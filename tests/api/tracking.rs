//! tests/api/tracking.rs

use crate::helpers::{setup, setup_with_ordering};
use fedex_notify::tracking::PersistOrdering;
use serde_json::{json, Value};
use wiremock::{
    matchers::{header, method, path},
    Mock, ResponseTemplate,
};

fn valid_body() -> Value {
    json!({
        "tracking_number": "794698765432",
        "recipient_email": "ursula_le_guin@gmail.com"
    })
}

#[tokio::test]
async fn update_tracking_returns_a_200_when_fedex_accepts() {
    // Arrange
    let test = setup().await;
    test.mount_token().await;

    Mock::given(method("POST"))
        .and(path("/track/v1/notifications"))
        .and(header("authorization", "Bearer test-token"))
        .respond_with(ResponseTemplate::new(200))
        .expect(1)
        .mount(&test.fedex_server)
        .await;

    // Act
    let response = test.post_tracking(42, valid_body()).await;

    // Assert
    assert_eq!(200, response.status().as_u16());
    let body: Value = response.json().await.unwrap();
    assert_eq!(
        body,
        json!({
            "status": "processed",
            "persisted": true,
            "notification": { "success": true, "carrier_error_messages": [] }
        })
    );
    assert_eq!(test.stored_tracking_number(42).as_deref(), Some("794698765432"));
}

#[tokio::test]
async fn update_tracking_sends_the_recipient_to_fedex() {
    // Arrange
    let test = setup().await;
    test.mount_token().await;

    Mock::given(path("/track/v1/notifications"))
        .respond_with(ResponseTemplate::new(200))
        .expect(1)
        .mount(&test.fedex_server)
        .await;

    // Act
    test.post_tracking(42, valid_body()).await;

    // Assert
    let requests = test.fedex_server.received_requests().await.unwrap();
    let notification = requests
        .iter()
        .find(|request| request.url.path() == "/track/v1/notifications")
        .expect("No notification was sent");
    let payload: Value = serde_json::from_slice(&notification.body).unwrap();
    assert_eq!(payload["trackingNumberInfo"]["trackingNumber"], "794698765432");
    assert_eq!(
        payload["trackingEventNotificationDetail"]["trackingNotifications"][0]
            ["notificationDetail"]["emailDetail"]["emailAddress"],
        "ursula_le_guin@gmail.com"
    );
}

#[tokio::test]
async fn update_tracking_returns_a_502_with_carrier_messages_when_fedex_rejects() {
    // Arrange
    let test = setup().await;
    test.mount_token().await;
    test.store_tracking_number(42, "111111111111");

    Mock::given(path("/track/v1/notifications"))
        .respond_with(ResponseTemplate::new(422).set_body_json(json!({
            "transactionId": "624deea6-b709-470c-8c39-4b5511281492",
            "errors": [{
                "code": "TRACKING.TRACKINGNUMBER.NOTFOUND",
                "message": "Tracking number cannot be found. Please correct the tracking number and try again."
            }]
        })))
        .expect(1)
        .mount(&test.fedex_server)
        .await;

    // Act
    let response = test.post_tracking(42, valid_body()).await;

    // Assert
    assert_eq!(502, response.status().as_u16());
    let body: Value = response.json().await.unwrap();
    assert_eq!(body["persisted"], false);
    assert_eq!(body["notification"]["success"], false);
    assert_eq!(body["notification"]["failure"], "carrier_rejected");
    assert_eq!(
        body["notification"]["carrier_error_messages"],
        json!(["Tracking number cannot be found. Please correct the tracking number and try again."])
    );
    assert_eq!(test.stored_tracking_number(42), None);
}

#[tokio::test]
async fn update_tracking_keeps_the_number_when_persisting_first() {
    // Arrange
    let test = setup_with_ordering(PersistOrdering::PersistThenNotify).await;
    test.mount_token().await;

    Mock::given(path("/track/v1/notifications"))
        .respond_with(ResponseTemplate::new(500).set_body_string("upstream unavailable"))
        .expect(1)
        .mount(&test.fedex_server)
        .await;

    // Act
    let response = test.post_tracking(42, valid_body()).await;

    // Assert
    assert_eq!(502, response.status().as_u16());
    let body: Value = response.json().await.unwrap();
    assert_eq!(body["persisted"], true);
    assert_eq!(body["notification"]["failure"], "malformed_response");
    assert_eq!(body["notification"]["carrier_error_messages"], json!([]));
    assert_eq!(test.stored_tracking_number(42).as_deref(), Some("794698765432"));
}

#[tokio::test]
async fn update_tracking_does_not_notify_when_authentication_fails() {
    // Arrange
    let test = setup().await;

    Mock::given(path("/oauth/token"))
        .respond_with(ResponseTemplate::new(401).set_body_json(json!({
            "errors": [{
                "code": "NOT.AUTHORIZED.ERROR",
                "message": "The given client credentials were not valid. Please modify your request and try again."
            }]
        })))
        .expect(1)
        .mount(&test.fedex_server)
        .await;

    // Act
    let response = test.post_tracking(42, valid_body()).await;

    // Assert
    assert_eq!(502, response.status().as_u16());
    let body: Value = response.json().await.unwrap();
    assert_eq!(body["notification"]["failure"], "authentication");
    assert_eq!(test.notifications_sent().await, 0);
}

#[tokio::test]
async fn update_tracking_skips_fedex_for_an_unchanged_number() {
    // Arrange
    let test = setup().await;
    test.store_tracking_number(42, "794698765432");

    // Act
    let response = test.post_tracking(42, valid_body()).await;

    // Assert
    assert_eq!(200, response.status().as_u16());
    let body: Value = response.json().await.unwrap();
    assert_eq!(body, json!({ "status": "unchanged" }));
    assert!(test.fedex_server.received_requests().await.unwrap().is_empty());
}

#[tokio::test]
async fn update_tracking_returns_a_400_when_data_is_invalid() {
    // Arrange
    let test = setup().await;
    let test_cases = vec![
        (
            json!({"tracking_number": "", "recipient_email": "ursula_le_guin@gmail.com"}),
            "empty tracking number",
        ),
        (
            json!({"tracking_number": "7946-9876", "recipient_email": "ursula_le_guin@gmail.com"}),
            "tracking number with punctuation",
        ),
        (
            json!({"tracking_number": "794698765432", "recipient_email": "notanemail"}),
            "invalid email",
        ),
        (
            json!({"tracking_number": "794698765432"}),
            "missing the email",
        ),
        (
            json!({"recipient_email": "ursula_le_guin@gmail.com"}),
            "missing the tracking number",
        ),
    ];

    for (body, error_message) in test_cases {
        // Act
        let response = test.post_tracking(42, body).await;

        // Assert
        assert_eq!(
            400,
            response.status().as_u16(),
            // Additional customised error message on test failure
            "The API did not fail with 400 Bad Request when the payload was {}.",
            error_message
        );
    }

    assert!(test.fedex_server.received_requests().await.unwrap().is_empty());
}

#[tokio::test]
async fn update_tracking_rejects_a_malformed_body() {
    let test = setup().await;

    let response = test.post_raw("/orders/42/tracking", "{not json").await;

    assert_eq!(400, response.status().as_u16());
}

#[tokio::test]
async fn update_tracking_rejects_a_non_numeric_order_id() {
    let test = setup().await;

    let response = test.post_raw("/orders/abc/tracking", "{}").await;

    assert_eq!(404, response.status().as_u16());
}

§ **PROBLEM DESCRIPTION**:
Search the entries above for "PersistOrdering". Show every line that has it.

§ **ANSWER TO THE PROBLEM**:
use fedex_notify::tracking::PersistOrdering;
    let test = setup_with_ordering(PersistOrdering::PersistThenNotify).await;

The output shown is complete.